Dollar General: 27 Consecutive Years and Counting

publication date: Jun 2, 2017
 | 
author/source: Brian Nelson, CFA
Previous | Next
 

The dollar store industry is one that often flies under the radar of many investors that are looking for more glamorous ideas. However, the often-counter recessionary trends of their businesses coupled with unit proliferation makes them worthy of consideration, in our view. We like Dollar General the most.

By Brian Nelson, CFA

We added discount retailer Dollar General (DG) to the Best Ideas Newsletter portfolio April 13, "…2 New Additions to the Best Ideas Newsletter Portfolio.” The 75+ year old company that offers everything from food and snacks to cleaning supplies and clothing has more than 13,300 stores in 40+ states. Despite its already massive store base and a retail environment that remains in flux, fiscal 2016 marked its 27th consecutive year of same-store sales growth, a truly remarkable achievement. During fiscal 2016, Dollar General opened 900 new units and refreshed or relocated another 900+ more, and the company is doing a lot of things right, as evidenced by a merchandising and marketing strategy that continues to deliver on its brand promise of everyday low prices. Grabbing market share with hopes that gross margin will eventually follow remains its mission, and the 1,290 new stores it expects to open and the 760 more it expects to remodel/relocate in fiscal 2017 speak to a company that is not backing down to industry pressures or from competition that runs the gamut in retail from Walmart (WMT) to Amazon (AMZN) and beyond.
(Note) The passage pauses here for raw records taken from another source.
//! Collision resolution for notes being inserted or dropped on a lane.
//!
//! The anchor note wins its place and every note it lands on is bumped out
//! of its way, either after its end or before its start. Bumps are single
//! hop: a neighbour that would land on a third note makes the whole
//! placement fail instead of cascading. Displacements applied to earlier
//! neighbours are kept when a later one fails.

use log::debug;

use crate::chart::note::{Note, NoteId};
use crate::chart::store::NoteStore;
use crate::time::Seconds;

#[derive(Debug, PartialEq, Clone, Copy)]
enum Direction {
  Right,
  Left,
}

impl Direction {
  fn preferred(anchor: &Note, neighbour: &Note) -> Direction {
    if anchor.center() <= neighbour.center() {
      Direction::Right
    } else {
      Direction::Left
    }
  }

  fn opposite(self) -> Direction {
    match self {
      Direction::Right => Direction::Left,
      Direction::Left => Direction::Right,
    }
  }
}

/// Resolve the collisions of `anchor` against its lane. The anchor must
/// already be part of the store, so that bumped neighbours are checked
/// against it too.
pub fn try_snap_to_timeline(store: &mut NoteStore, anchor: NoteId, width: Seconds) -> bool {
  let anchor = match store.get(anchor) {
    Some(note) => *note,
    None => return false,
  };

  let overlapping = store.overlapping(&anchor);
  if overlapping.is_empty() {
    store.commit();
    return true;
  }

  for id in overlapping {
    let neighbour = match store.get(id) {
      Some(note) => *note,
      None => continue,
    };

    let preferred = Direction::preferred(&anchor, &neighbour);
    let new_start = displaced_start(store, &anchor, &neighbour, preferred, width)
      .or_else(|| displaced_start(store, &anchor, &neighbour, preferred.opposite(), width));

    match new_start {
      Some(start) => {
        debug!(
          "Bumped note from {:.3}s to {:.3}s in lane {}",
          neighbour.start(),
          start,
          neighbour.lane()
        );
        if let Some(note) = store.get_mut(id) {
          note.set_start(start);
        }
      }
      None => {
        debug!(
          "No room to bump note at {:.3}s in lane {}",
          neighbour.start(),
          neighbour.lane()
        );
        return false;
      }
    }
  }

  store.commit();
  true
}

fn displaced_start(
  store: &NoteStore,
  anchor: &Note,
  neighbour: &Note,
  direction: Direction,
  width: Seconds,
) -> Option<Seconds> {
  let start = match direction {
    Direction::Right => anchor.end(),
    Direction::Left => anchor.start() - neighbour.duration(),
  };

  let in_bounds = match direction {
    Direction::Right => start + neighbour.duration() <= width,
    Direction::Left => start >= 0.0,
  };

  Some(start).filter(|start| in_bounds && !store.is_overlapping(neighbour, *start, neighbour.duration()))
}
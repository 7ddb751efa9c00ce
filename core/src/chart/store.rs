use std::cmp::Ordering;

use crate::chart::note::{Lane, Note, NoteId};
use crate::time::Seconds;

/// Notes of a chart, kept sorted by start after every `commit`.
#[derive(Debug, Clone, Default)]
pub struct NoteStore {
  notes: Vec<Note>,
}

impl NoteStore {
  pub fn new() -> NoteStore {
    NoteStore::default()
  }

  pub fn from_notes(notes: Vec<Note>) -> NoteStore {
    let mut store = NoteStore { notes };
    store.commit();
    store
  }

  pub fn len(&self) -> usize {
    self.notes.len()
  }

  pub fn is_empty(&self) -> bool {
    self.notes.is_empty()
  }

  pub fn iter(&self) -> impl Iterator<Item = &Note> {
    self.notes.iter()
  }

  pub fn get(&self, id: NoteId) -> Option<&Note> {
    self.notes.iter().find(|note| note.id() == id)
  }

  pub(crate) fn get_mut(&mut self, id: NoteId) -> Option<&mut Note> {
    self.notes.iter_mut().find(|note| note.id() == id)
  }

  /// The note at `index` in start order.
  pub fn nth(&self, index: usize) -> Option<&Note> {
    self.notes.get(index)
  }

  pub(crate) fn insert(&mut self, note: Note) -> NoteId {
    let id = note.id();
    self.notes.push(note);
    id
  }

  pub(crate) fn remove(&mut self, id: NoteId) -> Option<Note> {
    self
      .notes
      .iter()
      .position(|note| note.id() == id)
      .map(|index| self.notes.remove(index))
  }

  pub fn notes_in_lane<'a>(&'a self, lane: Lane) -> impl Iterator<Item = &'a Note> + 'a {
    self.notes.iter().filter(move |note| note.lane() == lane)
  }

  pub fn overlaps(a: &Note, b: &Note) -> bool {
    a.lane() == b.lane() && a.start() < b.end() && b.start() < a.end()
  }

  /// Whether placing `note` at the candidate interval would collide with any
  /// other note of its lane.
  pub fn is_overlapping(&self, note: &Note, start: Seconds, duration: Seconds) -> bool {
    self.notes_in_lane(note.lane()).any(|other| {
      other.id() != note.id() && other.start() < start + duration && start < other.end()
    })
  }

  /// Notes of the anchor's lane that collide with it, in start order.
  pub fn overlapping(&self, anchor: &Note) -> Vec<NoteId> {
    let mut overlapping: Vec<&Note> = self
      .notes_in_lane(anchor.lane())
      .filter(|note| note.id() != anchor.id() && Self::overlaps(anchor, note))
      .collect();
    overlapping.sort_by(|a, b| Self::by_start(a, b));
    overlapping.into_iter().map(|note| note.id()).collect()
  }

  pub fn previous_in_lane(&self, id: NoteId) -> Option<&Note> {
    let lane_notes = self.lane_notes_of(id)?;
    let index = lane_notes.iter().position(|note| note.id() == id)?;
    index.checked_sub(1).map(|prev| lane_notes[prev])
  }

  pub fn next_in_lane(&self, id: NoteId) -> Option<&Note> {
    let lane_notes = self.lane_notes_of(id)?;
    let index = lane_notes.iter().position(|note| note.id() == id)?;
    lane_notes.get(index + 1).copied()
  }

  /// First pair of notes breaking the per lane no-overlap invariant.
  pub fn find_overlap(&self) -> Option<(NoteId, NoteId)> {
    self.notes.iter().enumerate().find_map(|(index, a)| {
      self.notes[index + 1..]
        .iter()
        .find(|b| Self::overlaps(a, b))
        .map(|b| (a.id(), b.id()))
    })
  }

  pub fn commit(&mut self) {
    self.notes.sort_by(Self::by_start);
  }

  fn lane_notes_of(&self, id: NoteId) -> Option<Vec<&Note>> {
    let lane = self.get(id)?.lane();
    Some(self.notes_in_lane(lane).collect())
  }

  fn by_start(a: &Note, b: &Note) -> Ordering {
    a.start().partial_cmp(&b.start()).unwrap_or(Ordering::Equal)
  }
}
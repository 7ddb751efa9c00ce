//! Generator profiles, one JSON file per profile in the config folder.

use std::fs;
use std::path::{Path, PathBuf};

use log::{debug, warn};
use serde_derive::{Deserialize, Serialize};

use crate::generator::GeneratorError;

#[derive(Serialize, Deserialize, Debug, Clone, PartialEq)]
#[serde(default)]
pub struct GeneratorSettings {
  pub profile: String,

  pub window_size: u32,
  pub hop_size: u32,
  pub min_freq: f64,
  pub max_freq: f64,

  pub smooth_frames: u32,
  pub stability_frames: u32,
  pub hold_tolerance: f64,

  pub min_note_duration: f64,
  pub merge_gap: f64,
  pub note_merge_tolerance: f64,

  pub phrase_gap: f64,
  pub phrase_pitch_tolerance: f64,
  pub stretch_factor: f64,

  pub final_merge_gap: f64,

  pub lane_range: u32,
}

impl Default for GeneratorSettings {
  fn default() -> GeneratorSettings {
    GeneratorSettings {
      profile: String::new(),

      window_size: 2048,
      hop_size: 512,
      min_freq: 70.0,
      max_freq: 1100.0,

      smooth_frames: 5,
      stability_frames: 6,
      hold_tolerance: 0.75,

      min_note_duration: 0.12,
      merge_gap: 0.05,
      note_merge_tolerance: 0.5,

      phrase_gap: 0.45,
      phrase_pitch_tolerance: 1.75,
      stretch_factor: 1.25,

      final_merge_gap: 0.15,

      lane_range: 4,
    }
  }
}

impl GeneratorSettings {
  /// Command line flags understood by the generator.
  pub fn arguments(&self) -> Vec<String> {
    let flags: [(&str, String); 15] = [
      ("--window-size", self.window_size.to_string()),
      ("--hop-size", self.hop_size.to_string()),
      ("--min-freq", self.min_freq.to_string()),
      ("--max-freq", self.max_freq.to_string()),
      ("--smooth-frames", self.smooth_frames.to_string()),
      ("--stability-frames", self.stability_frames.to_string()),
      ("--hold-tolerance", self.hold_tolerance.to_string()),
      ("--min-note-duration", self.min_note_duration.to_string()),
      ("--merge-gap", self.merge_gap.to_string()),
      ("--note-pitch-tolerance", self.note_merge_tolerance.to_string()),
      ("--phrase-gap", self.phrase_gap.to_string()),
      ("--phrase-pitch-tolerance", self.phrase_pitch_tolerance.to_string()),
      ("--stretch-factor", self.stretch_factor.to_string()),
      ("--final-merge-gap", self.final_merge_gap.to_string()),
      ("--lane-range", self.lane_range.to_string()),
    ];

    flags
      .iter()
      .flat_map(|(flag, value)| vec![flag.to_string(), value.clone()])
      .collect()
  }
}

#[derive(Debug, Clone, PartialEq)]
pub struct Profile {
  path: PathBuf,
  settings: GeneratorSettings,
}

impl Profile {
  pub fn new<P>(path: P, settings: GeneratorSettings) -> Profile
  where
    P: Into<PathBuf>,
  {
    Profile {
      path: path.into(),
      settings,
    }
  }

  pub fn load<P>(path: P) -> Result<Profile, GeneratorError>
  where
    P: AsRef<Path>,
  {
    let path = path.as_ref();
    let content = fs::read_to_string(path).map_err(|cause| GeneratorError::ProfileIo {
      path: path.display().to_string(),
      cause,
    })?;
    let settings = serde_json::from_str(&content).map_err(|cause| GeneratorError::ProfileParse {
      path: path.display().to_string(),
      cause,
    })?;
    Ok(Profile::new(path, settings))
  }

  /// The profile name, or the file name when the profile has none.
  pub fn name(&self) -> &str {
    if self.settings.profile.is_empty() {
      self
        .path
        .file_stem()
        .and_then(|stem| stem.to_str())
        .unwrap_or_default()
    } else {
      self.settings.profile.as_str()
    }
  }

  pub fn path(&self) -> &Path {
    self.path.as_path()
  }

  pub fn settings(&self) -> &GeneratorSettings {
    &self.settings
  }

  pub fn settings_mut(&mut self) -> &mut GeneratorSettings {
    &mut self.settings
  }

  pub fn save(&self) -> Result<(), GeneratorError> {
    write_settings(&self.path, &self.settings)
  }

  /// Writes a copy of the profile to another file.
  pub fn save_as<P>(&self, path: P) -> Result<Profile, GeneratorError>
  where
    P: Into<PathBuf>,
  {
    let profile = Profile::new(path, self.settings.clone());
    profile.save()?;
    Ok(profile)
  }

  pub fn delete(self) -> Result<(), GeneratorError> {
    fs::remove_file(&self.path).map_err(|cause| GeneratorError::ProfileIo {
      path: self.path.display().to_string(),
      cause,
    })
  }
}

fn write_settings(path: &Path, settings: &GeneratorSettings) -> Result<(), GeneratorError> {
  let content = serde_json::to_string_pretty(settings).map_err(|cause| GeneratorError::ProfileParse {
    path: path.display().to_string(),
    cause,
  })?;
  fs::write(path, content).map_err(|cause| GeneratorError::ProfileIo {
    path: path.display().to_string(),
    cause,
  })
}

/// Profiles found in a folder, along with the files that could not be read.
#[derive(Debug, Default)]
pub struct ProfileSet {
  pub profiles: Vec<Profile>,
  pub errors: Vec<GeneratorError>,
}

impl ProfileSet {
  /// The last used profile if it is still there, the first one otherwise.
  pub fn select(&self, last_profile: Option<&str>) -> Option<&Profile> {
    last_profile
      .and_then(|name| self.profiles.iter().find(|profile| profile.name() == name))
      .or_else(|| self.profiles.first())
  }

  pub fn find(&self, name: &str) -> Option<&Profile> {
    self.profiles.iter().find(|profile| profile.name() == name)
  }
}

pub fn load_profiles<P>(folder: P) -> ProfileSet
where
  P: AsRef<Path>,
{
  let folder = folder.as_ref();
  let mut set = ProfileSet::default();

  let entries = match fs::read_dir(folder) {
    Ok(entries) => entries,
    Err(cause) => {
      warn!("Cannot read the profiles at {}: {}", folder.display(), cause);
      set.errors.push(GeneratorError::ProfileIo {
        path: folder.display().to_string(),
        cause,
      });
      return set;
    }
  };

  let mut paths: Vec<PathBuf> = entries
    .filter_map(|entry| entry.ok().map(|entry| entry.path()))
    .filter(|path| path.is_file() && is_json(path))
    .collect();
  paths.sort();

  for path in paths {
    match Profile::load(&path) {
      Ok(profile) => {
        debug!("Loaded profile {} from {}", profile.name(), path.display());
        set.profiles.push(profile);
      }
      Err(err) => {
        warn!("{}", err);
        set.errors.push(err);
      }
    }
  }

  set
}

fn is_json(path: &Path) -> bool {
  path
    .extension()
    .and_then(|ext| ext.to_str())
    .map_or(false, |ext| ext.eq_ignore_ascii_case("json"))
}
The Best Ideas Newsletter portfolio holding’s first-quarter report, released June 1, had a lot in it that investors liked. During the period, Dollar General’s net sales advanced 6.5% thanks to 0.7% same-store sales growth, a nice gain over a very-difficult comparable last year, and the company upped its fiscal 2017 revenue guidance. First-quarter trends reflected an increase in the average transaction amount, which more than offset traffic headwinds, and consumables and apparel sales continue to perform better than home and seasonal categories. The gross profit margin did face 34 basis points of pressure on a year-over-year basis, in part due to higher markdowns, but this remains consistent with Dollar General’s market-share grab strategy. Higher labor costs weighed on SG&A a bit, but diluted earnings per share held the line thanks in part to buybacks, which helped to offset a much higher effective tax rate in the current-year’s quarter. Buybacks continue to remain an integral part of Dollar General’s capital allocation initiatives, with 1.3 million shares repurchased during the first quarter of 2017. “Since December 2011 through the end of the first quarter of 2017, the company has repurchased 75.6 million shares of its common stock at a total cost of $4.7 billion, at an average price of $61.57 per share (source: the company).” Dollar General opened 293 stores in the period.

Here’s what the company had to say about guidance for fiscal 2017:

…GAAP diluted EPS is forecasted to remain consistent with the prior guidance range of $4.25 to $4.50…the company's net sales are forecasted to increase by approximately five to seven percent as compared with the prior guidance range of four to six percent and capital expenditures for fiscal 2017 are expected to be in the range of $715 million to $765 million as compared with the prior guidance range of $650 million to $700 million. The Company's same-store sales growth is unchanged from the prior guidance range of slightly positive to an increase of two percent. Share repurchases for fiscal 2017 continue to be forecasted to be approximately $450 million. For fiscal 2017, assuming the closing of the acquisition as discussed above, the Company plans to open approximately 1,290 new stores in addition to remodeling or relocating 760 stores and to reduce the Company's total projects for remodels and relocations by 140 to allow for organizational capacity to execute the incremental new store growth anticipated to result from the pending acquisition.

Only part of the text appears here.